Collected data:
========================================
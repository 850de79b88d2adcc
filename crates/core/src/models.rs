use serde::{Deserialize, Serialize};
use std::fmt;
use std::str::FromStr;

/// Expression class reported by the detection source, used as the song filter key
#[derive(Clone, Copy, Debug, PartialEq, Eq, Hash, Serialize, Deserialize)]
#[serde(rename_all = "lowercase")]
pub enum Mood {
    Happy,
    Sad,
    Angry,
    Fearful,
    Disgusted,
    Surprised,
    Neutral,
}

impl Mood {
    /// All moods in detection-model order
    pub const ALL: [Mood; 7] = [
        Mood::Happy,
        Mood::Sad,
        Mood::Angry,
        Mood::Fearful,
        Mood::Disgusted,
        Mood::Surprised,
        Mood::Neutral,
    ];

    /// Lower-case name, also used as the catalog lookup key
    pub fn as_str(&self) -> &'static str {
        match self {
            Mood::Happy => "happy",
            Mood::Sad => "sad",
            Mood::Angry => "angry",
            Mood::Fearful => "fearful",
            Mood::Disgusted => "disgusted",
            Mood::Surprised => "surprised",
            Mood::Neutral => "neutral",
        }
    }

    /// Heading shown above the recommendation list for this mood
    pub fn caption(&self) -> &'static str {
        match self {
            Mood::Happy => "Upbeat picks",
            Mood::Sad => "Sad picks",
            Mood::Angry => "Gangsta picks",
            Mood::Fearful => "Scary picks",
            Mood::Disgusted => "Disgusted picks",
            Mood::Surprised => "Surprised picks",
            Mood::Neutral => "Discover New",
        }
    }
}

/// Caption for an optional mood ("Mood-based picks" when nothing was detected)
pub fn mood_caption(mood: Option<Mood>) -> &'static str {
    mood.map(|m| m.caption()).unwrap_or("Mood-based picks")
}

impl fmt::Display for Mood {
    fn fmt(&self, f: &mut fmt::Formatter<'_>) -> fmt::Result {
        f.write_str(self.as_str())
    }
}

/// Error type for invalid mood strings
#[derive(Clone, Debug, PartialEq, Eq)]
pub struct ParseMoodError(pub String);

impl fmt::Display for ParseMoodError {
    fn fmt(&self, f: &mut fmt::Formatter<'_>) -> fmt::Result {
        write!(f, "invalid mood value '{}'", self.0)
    }
}

impl std::error::Error for ParseMoodError {}

impl FromStr for Mood {
    type Err = ParseMoodError;

    fn from_str(s: &str) -> Result<Self, Self::Err> {
        match normalize_key(s).as_str() {
            "happy" => Ok(Mood::Happy),
            "sad" => Ok(Mood::Sad),
            "angry" => Ok(Mood::Angry),
            "fearful" => Ok(Mood::Fearful),
            "disgusted" => Ok(Mood::Disgusted),
            "surprised" => Ok(Mood::Surprised),
            "neutral" => Ok(Mood::Neutral),
            _ => Err(ParseMoodError(s.to_string())),
        }
    }
}

/// Normalization for lookup keys (lowercase, trim whitespace)
pub fn normalize_key(input: &str) -> String {
    input.trim().to_lowercase()
}

/// Stable song identifier
#[derive(Clone, Debug, PartialEq, Eq, Hash, Serialize, Deserialize)]
#[serde(transparent)]
pub struct SongId(String);

impl SongId {
    pub fn new(id: impl Into<String>) -> Self {
        Self(id.into())
    }

    pub fn as_str(&self) -> &str {
        &self.0
    }
}

impl fmt::Display for SongId {
    fn fmt(&self, f: &mut fmt::Formatter<'_>) -> fmt::Result {
        f.write_str(&self.0)
    }
}

impl From<&str> for SongId {
    fn from(id: &str) -> Self {
        Self(id.to_string())
    }
}

impl From<String> for SongId {
    fn from(id: String) -> Self {
        Self(id)
    }
}

/// A playable song as known to the catalog
///
/// Records coming from the catalog service carry their identifier as `_id`,
/// locally built ones may use `id`. Both land in the single `id` field so
/// identity checks never depend on which spelling a record used.
#[derive(Clone, Debug, PartialEq, Serialize, Deserialize)]
pub struct Song {
    #[serde(rename = "_id", alias = "id")]
    pub id: SongId,
    #[serde(default)]
    pub title: String,
    #[serde(default)]
    pub artist: String,
    pub mood: Mood,
    #[serde(rename = "audio", alias = "audioUrl")]
    pub audio_url: String,
    #[serde(rename = "cover", alias = "coverUrl", default)]
    pub cover_url: String,
}

impl Song {
    /// Identity check used by every queue and catalog lookup
    pub fn matches(&self, id: &SongId) -> bool {
        &self.id == id
    }
}

#[cfg(test)]
mod tests {
    use super::*;

    #[test]
    fn test_mood_from_str() {
        assert_eq!("happy".parse::<Mood>().unwrap(), Mood::Happy);
        assert_eq!("  Surprised ".parse::<Mood>().unwrap(), Mood::Surprised);
        assert_eq!("NEUTRAL".parse::<Mood>().unwrap(), Mood::Neutral);
        assert!("bored".parse::<Mood>().is_err());
    }

    #[test]
    fn test_mood_round_trips_through_as_str() {
        for mood in Mood::ALL {
            assert_eq!(mood.as_str().parse::<Mood>().unwrap(), mood);
        }
    }

    #[test]
    fn test_mood_caption() {
        assert_eq!(mood_caption(Some(Mood::Happy)), "Upbeat picks");
        assert_eq!(mood_caption(Some(Mood::Neutral)), "Discover New");
        assert_eq!(mood_caption(None), "Mood-based picks");
    }

    #[test]
    fn test_song_accepts_either_identifier_field() {
        let from_server = r#"{
            "_id": "65f0c1",
            "title": "Omw",
            "artist": "FKJ",
            "mood": "happy",
            "audio": "https://cdn.example/songs/omw.mp3",
            "cover": "https://cdn.example/covers/omw.jpg",
            "__v": 0
        }"#;
        let local = r#"{
            "id": "4",
            "title": "Omw",
            "artist": "FKJ",
            "mood": "happy",
            "audioUrl": "https://cdn.example/songs/omw.mp3",
            "coverUrl": "https://cdn.example/covers/omw.jpg"
        }"#;

        let a: Song = serde_json::from_str(from_server).unwrap();
        let b: Song = serde_json::from_str(local).unwrap();

        assert_eq!(a.id, SongId::from("65f0c1"));
        assert_eq!(b.id, SongId::from("4"));
        assert_eq!(a.audio_url, b.audio_url);
        assert_eq!(a.cover_url, b.cover_url);
    }

    #[test]
    fn test_song_serializes_with_wire_names() {
        let song = Song {
            id: SongId::from("7"),
            title: "3 Drags".to_string(),
            artist: "Vichaar".to_string(),
            mood: Mood::Happy,
            audio_url: "https://cdn.example/a.mp3".to_string(),
            cover_url: "https://cdn.example/c.jpg".to_string(),
        };

        let value = serde_json::to_value(&song).unwrap();
        assert_eq!(value["_id"], "7");
        assert_eq!(value["mood"], "happy");
        assert_eq!(value["audio"], "https://cdn.example/a.mp3");
        assert_eq!(value["cover"], "https://cdn.example/c.jpg");
    }

    #[test]
    fn test_matches_compares_only_the_identifier() {
        // A record with a non-empty id must not match every other id
        let song = Song {
            id: SongId::from("1"),
            title: "Dangerous".to_string(),
            artist: "Michael Jackson".to_string(),
            mood: Mood::Happy,
            audio_url: String::new(),
            cover_url: String::new(),
        };

        assert!(song.matches(&SongId::from("1")));
        assert!(!song.matches(&SongId::from("2")));
        assert!(!song.matches(&SongId::from("")));
    }
}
========================================
* [ASSIGNMENT]:
Please type the entries above out again exactly.

* [SOLUTION TO THIS EXERCISE]:
repository 850de79b88d2adcc
filename crates/core/src/models.rs
use serde::{Deserialize, Serialize};
use std::fmt;
use std::str::FromStr;

/// Expression class reported by the detection source, used as the song filter key
#[derive(Clone, Copy, Debug, PartialEq, Eq, Hash, Serialize, Deserialize)]
#[serde(rename_all = "lowercase")]
pub enum Mood {
    Happy,
    Sad,
    Angry,
    Fearful,
    Disgusted,
    Surprised,
    Neutral,
}

impl Mood {
    /// All moods in detection-model order
    pub const ALL: [Mood; 7] = [
        Mood::Happy,
        Mood::Sad,
        Mood::Angry,
        Mood::Fearful,
        Mood::Disgusted,
        Mood::Surprised,
        Mood::Neutral,
    ];

    /// Lower-case name, also used as the catalog lookup key
    pub fn as_str(&self) -> &'static str {
        match self {
            Mood::Happy => "happy",
            Mood::Sad => "sad",
            Mood::Angry => "angry",
            Mood::Fearful => "fearful",
            Mood::Disgusted => "disgusted",
            Mood::Surprised => "surprised",
            Mood::Neutral => "neutral",
        }
    }

    /// Heading shown above the recommendation list for this mood
    pub fn caption(&self) -> &'static str {
        match self {
            Mood::Happy => "Upbeat picks",
            Mood::Sad => "Sad picks",
            Mood::Angry => "Gangsta picks",
            Mood::Fearful => "Scary picks",
            Mood::Disgusted => "Disgusted picks",
            Mood::Surprised => "Surprised picks",
            Mood::Neutral => "Discover New",
        }
    }
}

/// Caption for an optional mood ("Mood-based picks" when nothing was detected)
pub fn mood_caption(mood: Option<Mood>) -> &'static str {
    mood.map(|m| m.caption()).unwrap_or("Mood-based picks")
}

impl fmt::Display for Mood {
    fn fmt(&self, f: &mut fmt::Formatter<'_>) -> fmt::Result {
        f.write_str(self.as_str())
    }
}

/// Error type for invalid mood strings
#[derive(Clone, Debug, PartialEq, Eq)]
pub struct ParseMoodError(pub String);

impl fmt::Display for ParseMoodError {
    fn fmt(&self, f: &mut fmt::Formatter<'_>) -> fmt::Result {
        write!(f, "invalid mood value '{}'", self.0)
    }
}

impl std::error::Error for ParseMoodError {}

impl FromStr for Mood {
    type Err = ParseMoodError;

    fn from_str(s: &str) -> Result<Self, Self::Err> {
        match normalize_key(s).as_str() {
            "happy" => Ok(Mood::Happy),
            "sad" => Ok(Mood::Sad),
            "angry" => Ok(Mood::Angry),
            "fearful" => Ok(Mood::Fearful),
            "disgusted" => Ok(Mood::Disgusted),
            "surprised" => Ok(Mood::Surprised),
            "neutral" => Ok(Mood::Neutral),
            _ => Err(ParseMoodError(s.to_string())),
        }
    }
}

/// Normalization for lookup keys (lowercase, trim whitespace)
pub fn normalize_key(input: &str) -> String {
    input.trim().to_lowercase()
}

/// Stable song identifier
#[derive(Clone, Debug, PartialEq, Eq, Hash, Serialize, Deserialize)]
#[serde(transparent)]
pub struct SongId(String);

impl SongId {
    pub fn new(id: impl Into<String>) -> Self {
        Self(id.into())
    }

    pub fn as_str(&self) -> &str {
        &self.0
    }
}

impl fmt::Display for SongId {
    fn fmt(&self, f: &mut fmt::Formatter<'_>) -> fmt::Result {
        f.write_str(&self.0)
    }
}

impl From<&str> for SongId {
    fn from(id: &str) -> Self {
        Self(id.to_string())
    }
}

impl From<String> for SongId {
    fn from(id: String) -> Self {
        Self(id)
    }
}

/// A playable song as known to the catalog
///
/// Records coming from the catalog service carry their identifier as `_id`,
/// locally built ones may use `id`. Both land in the single `id` field so
/// identity checks never depend on which spelling a record used.
#[derive(Clone, Debug, PartialEq, Serialize, Deserialize)]
pub struct Song {
    #[serde(rename = "_id", alias = "id")]
    pub id: SongId,
    #[serde(default)]
    pub title: String,
    #[serde(default)]
    pub artist: String,
    pub mood: Mood,
    #[serde(rename = "audio", alias = "audioUrl")]
    pub audio_url: String,
    #[serde(rename = "cover", alias = "coverUrl", default)]
    pub cover_url: String,
}

impl Song {
    /// Identity check used by every queue and catalog lookup
    pub fn matches(&self, id: &SongId) -> bool {
        &self.id == id
    }
}

#[cfg(test)]
mod tests {
    use super::*;

    #[test]
    fn test_mood_from_str() {
        assert_eq!("happy".parse::<Mood>().unwrap(), Mood::Happy);
        assert_eq!("  Surprised ".parse::<Mood>().unwrap(), Mood::Surprised);
        assert_eq!("NEUTRAL".parse::<Mood>().unwrap(), Mood::Neutral);
        assert!("bored".parse::<Mood>().is_err());
    }

    #[test]
    fn test_mood_round_trips_through_as_str() {
        for mood in Mood::ALL {
            assert_eq!(mood.as_str().parse::<Mood>().unwrap(), mood);
        }
    }

    #[test]
    fn test_mood_caption() {
        assert_eq!(mood_caption(Some(Mood::Happy)), "Upbeat picks");
        assert_eq!(mood_caption(Some(Mood::Neutral)), "Discover New");
        assert_eq!(mood_caption(None), "Mood-based picks");
    }

    #[test]
    fn test_song_accepts_either_identifier_field() {
        let from_server = r#"{
            "_id": "65f0c1",
            "title": "Omw",
            "artist": "FKJ",
            "mood": "happy",
            "audio": "https://cdn.example/songs/omw.mp3",
            "cover": "https://cdn.example/covers/omw.jpg",
            "__v": 0
        }"#;
        let local = r#"{
            "id": "4",
            "title": "Omw",
            "artist": "FKJ",
            "mood": "happy",
            "audioUrl": "https://cdn.example/songs/omw.mp3",
            "coverUrl": "https://cdn.example/covers/omw.jpg"
        }"#;

        let a: Song = serde_json::from_str(from_server).unwrap();
        let b: Song = serde_json::from_str(local).unwrap();

        assert_eq!(a.id, SongId::from("65f0c1"));
        assert_eq!(b.id, SongId::from("4"));
        assert_eq!(a.audio_url, b.audio_url);
        assert_eq!(a.cover_url, b.cover_url);
    }

    #[test]
    fn test_song_serializes_with_wire_names() {
        let song = Song {
            id: SongId::from("7"),
            title: "3 Drags".to_string(),
            artist: "Vichaar".to_string(),
            mood: Mood::Happy,
            audio_url: "https://cdn.example/a.mp3".to_string(),
            cover_url: "https://cdn.example/c.jpg".to_string(),
        };

        let value = serde_json::to_value(&song).unwrap();
        assert_eq!(value["_id"], "7");
        assert_eq!(value["mood"], "happy");
        assert_eq!(value["audio"], "https://cdn.example/a.mp3");
        assert_eq!(value["cover"], "https://cdn.example/c.jpg");
    }

    #[test]
    fn test_matches_compares_only_the_identifier() {
        // A record with a non-empty id must not match every other id
        let song = Song {
            id: SongId::from("1"),
            title: "Dangerous".to_string(),
            artist: "Michael Jackson".to_string(),
            mood: Mood::Happy,
            audio_url: String::new(),
            cover_url: String::new(),
        };

        assert!(song.matches(&SongId::from("1")));
        assert!(!song.matches(&SongId::from("2")));
        assert!(!song.matches(&SongId::from("")));
    }
}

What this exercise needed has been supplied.